AIM OF THE EXERCISE - Begin at the line containing "empty if none" in the entries below and end at the line containing "requests fail with"; transcribe that range exactly and nothing outside it.

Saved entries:
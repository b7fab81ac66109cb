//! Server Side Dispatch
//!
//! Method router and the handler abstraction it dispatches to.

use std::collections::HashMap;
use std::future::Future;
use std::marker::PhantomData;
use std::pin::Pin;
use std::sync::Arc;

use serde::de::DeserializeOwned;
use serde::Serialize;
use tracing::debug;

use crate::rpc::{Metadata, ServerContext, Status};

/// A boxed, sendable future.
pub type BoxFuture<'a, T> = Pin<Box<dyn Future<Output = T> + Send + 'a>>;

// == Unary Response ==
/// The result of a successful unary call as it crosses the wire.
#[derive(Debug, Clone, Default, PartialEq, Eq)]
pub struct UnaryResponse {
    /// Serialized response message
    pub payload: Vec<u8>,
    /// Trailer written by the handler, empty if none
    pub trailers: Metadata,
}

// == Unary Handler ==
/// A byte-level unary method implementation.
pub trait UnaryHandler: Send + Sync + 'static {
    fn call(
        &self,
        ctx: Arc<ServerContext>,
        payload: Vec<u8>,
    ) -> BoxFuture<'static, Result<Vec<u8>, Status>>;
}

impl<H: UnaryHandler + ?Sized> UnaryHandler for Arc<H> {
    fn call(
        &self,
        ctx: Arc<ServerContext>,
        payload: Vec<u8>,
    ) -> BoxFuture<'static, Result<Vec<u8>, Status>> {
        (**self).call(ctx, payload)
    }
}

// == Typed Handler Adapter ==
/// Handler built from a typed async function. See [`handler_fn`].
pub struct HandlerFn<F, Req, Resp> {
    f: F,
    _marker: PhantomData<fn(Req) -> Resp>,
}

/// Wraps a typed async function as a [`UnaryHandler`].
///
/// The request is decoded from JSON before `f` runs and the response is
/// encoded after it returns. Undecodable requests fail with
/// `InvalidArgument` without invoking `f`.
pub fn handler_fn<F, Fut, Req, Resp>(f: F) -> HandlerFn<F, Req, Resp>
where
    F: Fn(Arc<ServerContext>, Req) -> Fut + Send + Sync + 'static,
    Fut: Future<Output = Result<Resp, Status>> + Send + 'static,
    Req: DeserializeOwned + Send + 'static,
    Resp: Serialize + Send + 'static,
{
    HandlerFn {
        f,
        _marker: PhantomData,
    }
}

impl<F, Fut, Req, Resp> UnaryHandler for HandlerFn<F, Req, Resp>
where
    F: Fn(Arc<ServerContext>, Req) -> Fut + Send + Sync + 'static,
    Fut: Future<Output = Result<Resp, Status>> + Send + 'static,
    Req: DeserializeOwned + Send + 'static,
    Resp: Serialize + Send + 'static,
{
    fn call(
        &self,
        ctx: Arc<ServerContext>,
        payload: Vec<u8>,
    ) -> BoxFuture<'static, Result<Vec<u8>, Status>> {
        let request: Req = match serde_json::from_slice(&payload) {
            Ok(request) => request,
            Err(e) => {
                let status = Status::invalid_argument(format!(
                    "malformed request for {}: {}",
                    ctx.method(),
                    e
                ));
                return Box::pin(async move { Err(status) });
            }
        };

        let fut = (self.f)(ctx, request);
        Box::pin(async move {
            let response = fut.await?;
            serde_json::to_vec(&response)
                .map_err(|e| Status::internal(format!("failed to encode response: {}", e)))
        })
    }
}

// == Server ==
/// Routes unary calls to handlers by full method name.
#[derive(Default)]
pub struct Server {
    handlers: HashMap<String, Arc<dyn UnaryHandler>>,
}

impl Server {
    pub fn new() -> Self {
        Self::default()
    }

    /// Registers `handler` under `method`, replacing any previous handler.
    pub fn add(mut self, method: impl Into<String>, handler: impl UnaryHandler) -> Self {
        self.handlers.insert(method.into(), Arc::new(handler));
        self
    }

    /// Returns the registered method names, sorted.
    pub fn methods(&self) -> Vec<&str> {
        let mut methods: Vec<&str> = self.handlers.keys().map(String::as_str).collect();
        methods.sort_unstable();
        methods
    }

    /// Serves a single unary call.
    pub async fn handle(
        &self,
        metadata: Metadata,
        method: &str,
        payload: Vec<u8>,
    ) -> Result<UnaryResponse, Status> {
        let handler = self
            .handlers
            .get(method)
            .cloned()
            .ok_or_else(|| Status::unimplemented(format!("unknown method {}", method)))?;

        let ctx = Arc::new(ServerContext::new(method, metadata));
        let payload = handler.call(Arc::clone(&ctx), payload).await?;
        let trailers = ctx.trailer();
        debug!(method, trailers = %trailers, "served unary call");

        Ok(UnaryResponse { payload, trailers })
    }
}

OUTPUT FOR THIS TASK -
    /// Trailer written by the handler, empty if none
    pub trailers: Metadata,
}

// == Unary Handler ==
/// A byte-level unary method implementation.
pub trait UnaryHandler: Send + Sync + 'static {
    fn call(
        &self,
        ctx: Arc<ServerContext>,
        payload: Vec<u8>,
    ) -> BoxFuture<'static, Result<Vec<u8>, Status>>;
}

impl<H: UnaryHandler + ?Sized> UnaryHandler for Arc<H> {
    fn call(
        &self,
        ctx: Arc<ServerContext>,
        payload: Vec<u8>,
    ) -> BoxFuture<'static, Result<Vec<u8>, Status>> {
        (**self).call(ctx, payload)
    }
}

// == Typed Handler Adapter ==
/// Handler built from a typed async function. See [`handler_fn`].
pub struct HandlerFn<F, Req, Resp> {
    f: F,
    _marker: PhantomData<fn(Req) -> Resp>,
}

/// Wraps a typed async function as a [`UnaryHandler`].
///
/// The request is decoded from JSON before `f` runs and the response is
/// encoded after it returns. Undecodable requests fail with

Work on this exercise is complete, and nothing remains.